Their birthplace is just off the Charles River in Cambridge, Massachusetts, a two-mile walk to historic Fenway Park, so naturally they wear the colors of the local team, the Boston Red Sox. They were born to play baseball. 

They are two robots, with surprising dexterity and agility that allows them to play catch and hit a baseball. They were created at RAI, the Robotics and AI Institute, which was founded by Marc Raibert, a former Boston Dynamics engineer.

“We need to make robots smarter, more agile and dexterous, and generally easier to use, more like people,” Mr. Raibert said. “Once we do that, robots and other types of intelligent systems will increase productivity, free people from dangerous work, care for the disabled, and help people live better lives.”

One of the robots can throw a fastball with the velocity of a high school junior varsity pitcher. The robots don’t quite look the part. They are fixed to a platform and have a cylinder-like body with several thick cords attached from the arms to the back. Their torsos are packed with wiring, sensors, and other gizmos that give them function, contained within carbon fiber. Positioned about 23 feet apart in a lab, the two bots pass the time by playing catch and taking swings. One wears a blue Red Sox hat, the other red. A specially designed mitt locks onto one robot’s hand, while the other grips a bat. Their arms, made of lightweight components such as carbon fiber rods, move on flexible joints. Electric actuators give them short bursts of power. The heaviest component — the battery — sits low in the body to provide stability and keep their motions smooth rather than wobbly.

As robotic as they look, when they pitch, swing or field a ball, their movements are strikingly human-like, from the windup before a throw to the arc of a follow-through. The very point of their design is to eliminate the stiff, mechanical quirks that often make robots seem out of sync with the physical world. If fluidity is the goal, these machines are a home run. The robots can move and react quickly to unexpected changes in the environment, a quality that engineers say could be far more important than excelling at batting practice.

“Although not every human being is an athlete, we all possess high levels of athletic intelligence. In humans, athletic intelligence is what enables balance while walking, running, and climbing, utilizing real-time perception to maneuver through terrain and around obstacles and opponents, grasp and manipulate objects, and manage motion energetics to achieve remarkable endurance and strength. The Institute’s work on athletic intelligence will address capabilities of robots that physically move in the world, including their mobility, navigation, and dexterity.”

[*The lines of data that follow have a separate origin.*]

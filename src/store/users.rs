use chrono::Utc;
use sqlx::sqlite::SqlitePool;
use sqlx::Row;

use crate::error::{AppError, AppResult};
use crate::models::{NewUser, SocialProvider, User};

pub const USERNAME_MIN_CHARS: usize = 2;
pub const USERNAME_MAX_CHARS: usize = 8;

#[derive(Clone)]
pub struct UserStore {
    pool: SqlitePool,
}

/// Length is counted in Unicode scalar values so Hangul names measure the
/// same as Latin ones. The narrower UI alphabet is a presentation concern.
pub fn validate_username(username: &str) -> AppResult<()> {
    let chars = username.chars().count();
    if !(USERNAME_MIN_CHARS..=USERNAME_MAX_CHARS).contains(&chars) {
        return Err(AppError::Validation(format!(
            "Username must be {} to {} characters",
            USERNAME_MIN_CHARS, USERNAME_MAX_CHARS
        )));
    }
    if username.chars().any(|c| c.is_whitespace() || c.is_control()) {
        return Err(AppError::Validation(
            "Username must not contain whitespace".to_string(),
        ));
    }
    Ok(())
}

impl UserStore {
    pub fn new(pool: SqlitePool) -> Self {
        UserStore { pool }
    }

    pub async fn create(&self, new: NewUser) -> AppResult<User> {
        validate_username(&new.username)?;

        let now = Utc::now().timestamp();
        let result = sqlx::query(
            "INSERT INTO users (username, email, password_hash, provider, provider_id, is_admin, created)
             VALUES (?, ?, ?, ?, ?, ?, ?)",
        )
        .bind(&new.username)
        .bind(&new.email)
        .bind(&new.password_hash)
        .bind(new.provider.map(|p| p.as_str()))
        .bind(&new.provider_id)
        .bind(new.is_admin)
        .bind(now)
        .execute(&self.pool)
        .await;

        let result = match result {
            Ok(result) => result,
            Err(sqlx::Error::Database(db_err)) if db_err.is_unique_violation() => {
                if db_err.message().contains("users.username") {
                    return Err(AppError::Conflict(format!(
                        "Username \"{}\" is already taken",
                        new.username
                    )));
                }
                return Err(AppError::Conflict(
                    "Social account is already linked to another user".to_string(),
                ));
            }
            Err(e) => return Err(e.into()),
        };

        Ok(User {
            id: result.last_insert_rowid(),
            username: new.username,
            email: new.email,
            password_hash: new.password_hash,
            provider: new.provider,
            provider_id: new.provider_id,
            is_admin: new.is_admin,
            created: now,
        })
    }

    pub async fn get(&self, id: i64) -> AppResult<Option<User>> {
        let row = sqlx::query(
            "SELECT id, username, email, password_hash, provider, provider_id, is_admin, created
             FROM users WHERE id = ?",
        )
        .bind(id)
        .fetch_optional(&self.pool)
        .await?;

        Ok(row.map(row_to_user))
    }

    pub async fn find_by_username(&self, username: &str) -> AppResult<Option<User>> {
        let row = sqlx::query(
            "SELECT id, username, email, password_hash, provider, provider_id, is_admin, created
             FROM users WHERE username = ?",
        )
        .bind(username)
        .fetch_optional(&self.pool)
        .await?;

        Ok(row.map(row_to_user))
    }

    pub async fn find_by_provider(
        &self,
        provider: SocialProvider,
        provider_id: &str,
    ) -> AppResult<Option<User>> {
        let row = sqlx::query(
            "SELECT id, username, email, password_hash, provider, provider_id, is_admin, created
             FROM users WHERE provider = ? AND provider_id = ?",
        )
        .bind(provider.as_str())
        .bind(provider_id)
        .fetch_optional(&self.pool)
        .await?;

        Ok(row.map(row_to_user))
    }

    pub async fn find_by_email(&self, email: &str) -> AppResult<Option<User>> {
        let row = sqlx::query(
            "SELECT id, username, email, password_hash, provider, provider_id, is_admin, created
             FROM users WHERE email = ?",
        )
        .bind(email)
        .fetch_optional(&self.pool)
        .await?;

        Ok(row.map(row_to_user))
    }

    /// Advisory check for the signup form. The UNIQUE constraint at creation
    /// time remains the authoritative guard against the read-then-write race.
    pub async fn is_username_available(&self, username: &str) -> AppResult<bool> {
        validate_username(username)?;

        let row = sqlx::query("SELECT 1 FROM users WHERE username = ?")
            .bind(username)
            .fetch_optional(&self.pool)
            .await?;

        Ok(row.is_none())
    }

    pub async fn set_password(&self, user_id: i64, password_hash: &str) -> AppResult<()> {
        let result = sqlx::query("UPDATE users SET password_hash = ? WHERE id = ?")
            .bind(password_hash)
            .bind(user_id)
            .execute(&self.pool)
            .await?;

        if result.rows_affected() == 0 {
            return Err(AppError::NotFound(format!("User {} not found", user_id)));
        }
        Ok(())
    }
}

fn row_to_user(row: sqlx::sqlite::SqliteRow) -> User {
    User {
        id: row.get("id"),
        username: row.get("username"),
        email: row.get("email"),
        password_hash: row.get("password_hash"),
        provider: row
            .get::<Option<String>, _>("provider")
            .and_then(|p| SocialProvider::parse(&p)),
        provider_id: row.get("provider_id"),
        is_admin: row.get("is_admin"),
        created: row.get("created"),
    }
}

#[cfg(test)]
mod tests {
    use super::*;

    #[test]
    fn test_username_length_in_chars() {
        assert!(validate_username("ab").is_ok());
        assert!(validate_username("책벌레").is_ok());
        assert!(validate_username("가나다라마바사아").is_ok());
        assert!(validate_username("a").is_err());
        assert!(validate_username("ninechars").is_err());
        assert!(validate_username("가나다라마바사아자").is_err());
    }

    #[test]
    fn test_username_rejects_whitespace() {
        assert!(validate_username("a b").is_err());
        assert!(validate_username("ab\t").is_err());
        assert!(validate_username("ab\n").is_err());
    }
}
use serde::{Deserialize, Serialize};

/// A remark on a review. `parent_id` points at a top-level comment when this
/// is a reply; nesting never goes deeper than one level.
#[derive(Debug, Clone, Serialize)]
pub struct Comment {
    pub id: i64,
    pub review_id: i64,
    pub parent_id: Option<i64>,
    pub content: String,
    pub author_id: i64,
    pub author_name: String,
    pub created: i64,
    pub updated: i64,
}

/// A comment joined with the title of its owning review, for the
/// "my comments" listing.
#[derive(Debug, Clone, Serialize)]
pub struct CommentWithReview {
    pub id: i64,
    pub review_id: i64,
    pub review_title: String,
    pub parent_id: Option<i64>,
    pub content: String,
    pub author_id: i64,
    pub author_name: String,
    pub created: i64,
    pub updated: i64,
}

#[derive(Debug, Clone, Deserialize)]
pub struct NewComment {
    pub content: String,
    #[serde(default)]
    pub parent_id: Option<i64>,
}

Seeing robots manage a baseball might look like a niche experiment, but researchers argue the underlying capabilities matter across a wide range of fields, from logistics and sports training to rescue missions, advanced prosthetics and planetary exploration. Baseball provides a tidy proving ground. The sport demands timing, spatial awareness and fine motor coordination — ideal conditions for testing whether a robot can interpret movement and respond appropriately. Behind each throw or swing is a complex combination of motion prediction, fast actuation and split-second choices, the same competencies required in many industrial and scientific environments.

The institute posted a video on YouTube on Nov. 19, 2025. The robots played catch with a human, hit a ball thrown by a human and mimicked a person’s movements — including a short dance sequence reminiscent of the Macarena. It had the unmistakable look of roboticists having fun with their creations, showing off what they could do.

“In this demo, robots play a game of catch and participate in batting practice, both with each other and with skilled humans. The robots are capable of throwing 70mph, approaching the speed of a strong high school pitcher. The robots can catch and bat at short distances (23 feet) requiring quick reaction times to catch balls thrown at up to 41 mph, and hit balls pitched at up to 30 mph.”

The system itself runs on standard computer hardware, paired with software that fuses live camera footage with predictive motion models. As the ball moves, the software tracks its position in three dimensions and determines how the robot should adjust. Sensors feed constant updates into the algorithms, allowing the machine to reposition almost instantly. If the ball suddenly dips or drifts, the robot recalculates in milliseconds — a quick reflex that helps it handle unpredictable trajectories.

The home field is a Cambridge lab marked not by chalk lines, but stacked with hardware. Baseball may be the starting point, but the technology behind these robots is less about the sport and more about teaching machines how to move through the world with the same ease as humans.